Интершарм
Не в аду, но в зрачках искрит, – где-то рядом,
не в раю, расскажите о нём, Бога ради!
Только Слово рассыпалось буковками по тетради,
и язык сшивает страницы: Ва-си-ли-а-ди…
14 мая 2010
***
Утром небо беременеет богами,
голубое заливается жёлтым и становится красно,
брызжет на землю свет и просыпаемся мы, с нами
птицы, звери, гады и, сохрани господи, женская ласка.
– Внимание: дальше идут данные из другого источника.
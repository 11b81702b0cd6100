// Copyright Amazon.com, Inc. or its affiliates. All Rights Reserved.
// SPDX-License-Identifier: Apache-2.0

//! The read engine.
//!
//! Phase 1 asks the device for its inventory area info (total size and
//! addressing unit). Phase 2 walks the area in `fetch_size` chunks, probing
//! smaller chunks when the device rejects a read it should have honored.
//! Every response handler checks for cancellation before touching the
//! buffer.

use super::{
    FetchedCallback, Fru, State, UpdateRecords, FETCH_BACKOFF_STEP, MAX_FETCH_SIZE, MIN_AREA_SIZE,
    MIN_FETCH_SIZE,
};
use crate::{
    command::{self, AreaInfo, ReadResponse, Response},
    decode,
    error::{Kind, Result},
};
use parking_lot::MutexGuard;
use std::sync::Arc;

#[derive(Clone, Copy, Debug, Default, PartialEq, Eq)]
pub(crate) enum Phase {
    #[default]
    Idle,
    AreaInfo,
    Data,
    Complete,
}

fn transition(state: &mut State, next: Phase) {
    tracing::trace!(prev = ?state.phase, ?next, "fetch phase");
    state.phase = next;
}

/// Posts the area-info request. The handler closure holds the operation's
/// reference to the object.
pub(crate) fn start(fru: &Arc<Fru>) -> Result<()> {
    {
        let mut state = fru.lock();
        debug_assert!(state.in_use);
        transition(&mut state, Phase::AreaInfo);
    }
    let request = command::area_info(fru.address().device_id);
    let handler = {
        let fru = fru.clone();
        Box::new(move |response: Response| on_area_info(&fru, response))
    };
    fru.domain()
        .send_command(fru.address().ipmb(), request, handler)
}

pub(crate) fn refetch(fru: &Arc<Fru>, fetched: FetchedCallback) -> Result<()> {
    {
        let mut state = fru.lock();
        ensure!(!state.deleted, Err(Kind::Cancelled.err()));
        ensure!(!state.in_use, Err(Kind::Busy.err()));
        state.in_use = true;
        state.fetch_size = MAX_FETCH_SIZE;
        state.data = Vec::new();
        state.data_len = 0;
        state.curr_pos = 0;
        state.fetched = Some(fetched);
        transition(&mut state, Phase::Idle);
    }
    if let Err(error) = start(fru) {
        let mut state = fru.lock();
        state.in_use = false;
        state.fetched = None;
        return Err(error);
    }
    Ok(())
}

fn on_area_info(fru: &Arc<Fru>, response: Response) {
    let mut state = fru.lock();
    ensure!(state.phase == Phase::AreaInfo);
    if state.deleted {
        return complete(fru, state, Err(Kind::Cancelled.err()));
    }

    let code = response.completion();
    if !code.is_ok() {
        return complete(fru, state, Err(Kind::Completion { code }.err()));
    }

    let info = match AreaInfo::parse(response.body()) {
        Ok(info) => info,
        Err(error) => return complete(fru, state, Err(error)),
    };

    let size = usize::from(info.size);
    if size < MIN_AREA_SIZE {
        return complete(fru, state, Err(Kind::AreaTooSmall.err()));
    }

    let mut data = Vec::new();
    if data.try_reserve_exact(size).is_err() {
        return complete(fru, state, Err(Kind::OutOfMemory.err()));
    }
    data.resize(size, 0);

    state.data = data;
    state.data_len = size;
    state.curr_pos = 0;
    state.access_by_words = info.access_by_words;
    state.records = UpdateRecords::new(info.access_by_words);
    transition(&mut state, Phase::Data);
    tracing::debug!(
        fru = %fru.iname(),
        size,
        by_words = info.access_by_words,
        "inventory area",
    );

    next_read(fru, state);
}

/// Posts the next chunk read, or completes when the cursor reached the end.
/// The offset and count are converted to the device's addressing unit.
fn next_read(fru: &Arc<Fru>, state: MutexGuard<'_, State>) {
    if state.curr_pos >= state.data_len {
        return complete(fru, state, Ok(()));
    }

    let shift = u32::from(state.access_by_words);
    let count = state.fetch_size.min(state.data_len - state.curr_pos);
    let request = command::read_data(
        fru.address().device_id,
        (state.curr_pos >> shift) as u16,
        (count >> shift) as u8,
    );
    drop(state);

    let handler = {
        let fru = fru.clone();
        Box::new(move |response: Response| on_read_data(&fru, response))
    };
    if let Err(error) = fru
        .domain()
        .send_command(fru.address().ipmb(), request, handler)
    {
        let state = fru.lock();
        complete(fru, state, Err(error));
    }
}

fn on_read_data(fru: &Arc<Fru>, response: Response) {
    let mut state = fru.lock();
    ensure!(state.phase == Phase::Data);
    if state.deleted {
        return complete(fru, state, Err(Kind::Cancelled.err()));
    }

    let code = response.completion();
    if !code.is_ok() {
        // probe smaller chunks before giving up: some devices reject or
        // silently drop reads they advertised support for
        if code.triggers_read_backoff() && state.fetch_size > MIN_FETCH_SIZE {
            state.fetch_size -= FETCH_BACKOFF_STEP;
            tracing::debug!(
                fru = %fru.iname(),
                fetch_size = state.fetch_size,
                code = ?code,
                "read back-off",
            );
            return next_read(fru, state);
        }

        // once the header is in hand, treat what was retrieved as the whole
        // area: devices exist that advertise more than they can serve
        if state.curr_pos >= MIN_AREA_SIZE {
            let len = state.curr_pos;
            tracing::debug!(
                fru = %fru.iname(),
                len,
                code = ?code,
                "truncating inventory to retrieved bytes",
            );
            state.data.truncate(len);
            state.data_len = len;
            return complete(fru, state, Ok(()));
        }

        return complete(fru, state, Err(Kind::Completion { code }.err()));
    }

    let read = match ReadResponse::parse(response.body()) {
        Ok(read) => read,
        Err(error) => return complete(fru, state, Err(error)),
    };

    let shift = u32::from(state.access_by_words);
    let count = usize::from(read.count) << shift;

    // a zero count would never advance the cursor; a count beyond the
    // received payload or the declared area is a device bug
    if count == 0 || count > read.data.len() || count > state.data_len - state.curr_pos {
        return complete(fru, state, Err(Kind::Invalid.err()));
    }

    let pos = state.curr_pos;
    state.data[pos..pos + count].copy_from_slice(&read.data[..count]);
    state.curr_pos += count;

    next_read(fru, state);
}

/// Single completion routine for every fetch outcome. Dispatches decoders
/// on success, releases the buffer on error, and runs the user callback
/// with the object unlocked.
fn complete(fru: &Arc<Fru>, mut state: MutexGuard<'_, State>, mut result: Result<()>) {
    if result.is_ok() {
        let data_len = state.data_len;
        match decode::dispatch(&state.data[..data_len], state.fetch_mask) {
            Ok(decoded) => {
                state.record_data = Some(decoded.record_data);
                state.ops = Some(decoded.ops);
            }
            Err(error) => result = Err(error),
        }
    }

    // every fatal outcome releases the buffer, a decode failure included
    if result.is_err() {
        state.data = Vec::new();
        state.data_len = 0;
        state.curr_pos = 0;
    }

    transition(&mut state, Phase::Complete);
    let callback = state.fetched.take();
    state.in_use = false;

    match &result {
        Ok(()) => tracing::debug!(fru = %fru.iname(), len = state.data_len, "fetch complete"),
        Err(error) => tracing::debug!(fru = %fru.iname(), %error, "fetch failed"),
    }

    drop(state);
    if let Some(callback) = callback {
        callback.invoke(fru, result);
    }
}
Вместе с женщиной являются: собственность частная,
деньги, золото, ревность, коварство;
далее: убийство, предательство (это на каждом шагу и часто),
в общем, всякое волосатое варварство.
И вот так каждое светлое утро,
в дождливое утро тоже,
Господи, до чего ж ты мудрый!
и мы на тебя похожи.
К вечеру небо беременеет дремотой,
в синее добавляется фиолетовое,
женщины стелют шкуры, мужчины возвращаются с охоты,
мальчикам снятся девочки, девочкам лето.
Боги не спят, охраняют небо от
космических кораблей и озоновых трещин,
сурово поглядывая вниз на мужчин, мол, вот вам, вот!
и нежно на женщин.
16 мая 2010
***
Всё трудней нахожу тебя всякий раз,
пусть мы долго живём рядом,
или воздух вытер зрачки из глаз,
может, спрятала в жменьку своё "рада!"
Хочешь сливы, яблоки, ананас? –
по слюне выбирай угощенье,
как на небо кладёт со слезой глаз
суетливо-спокойный священник.
Это мы подходим к последней поре,
и она принимает нас,
это волны, сучок на воде, на коре
навсегда отражают глаз.
22 мая 2010 г.
***
Мы увидимся в каком-нибудь после, скажешь:
"Припоминаю, вначале было ребро или кость берцовая…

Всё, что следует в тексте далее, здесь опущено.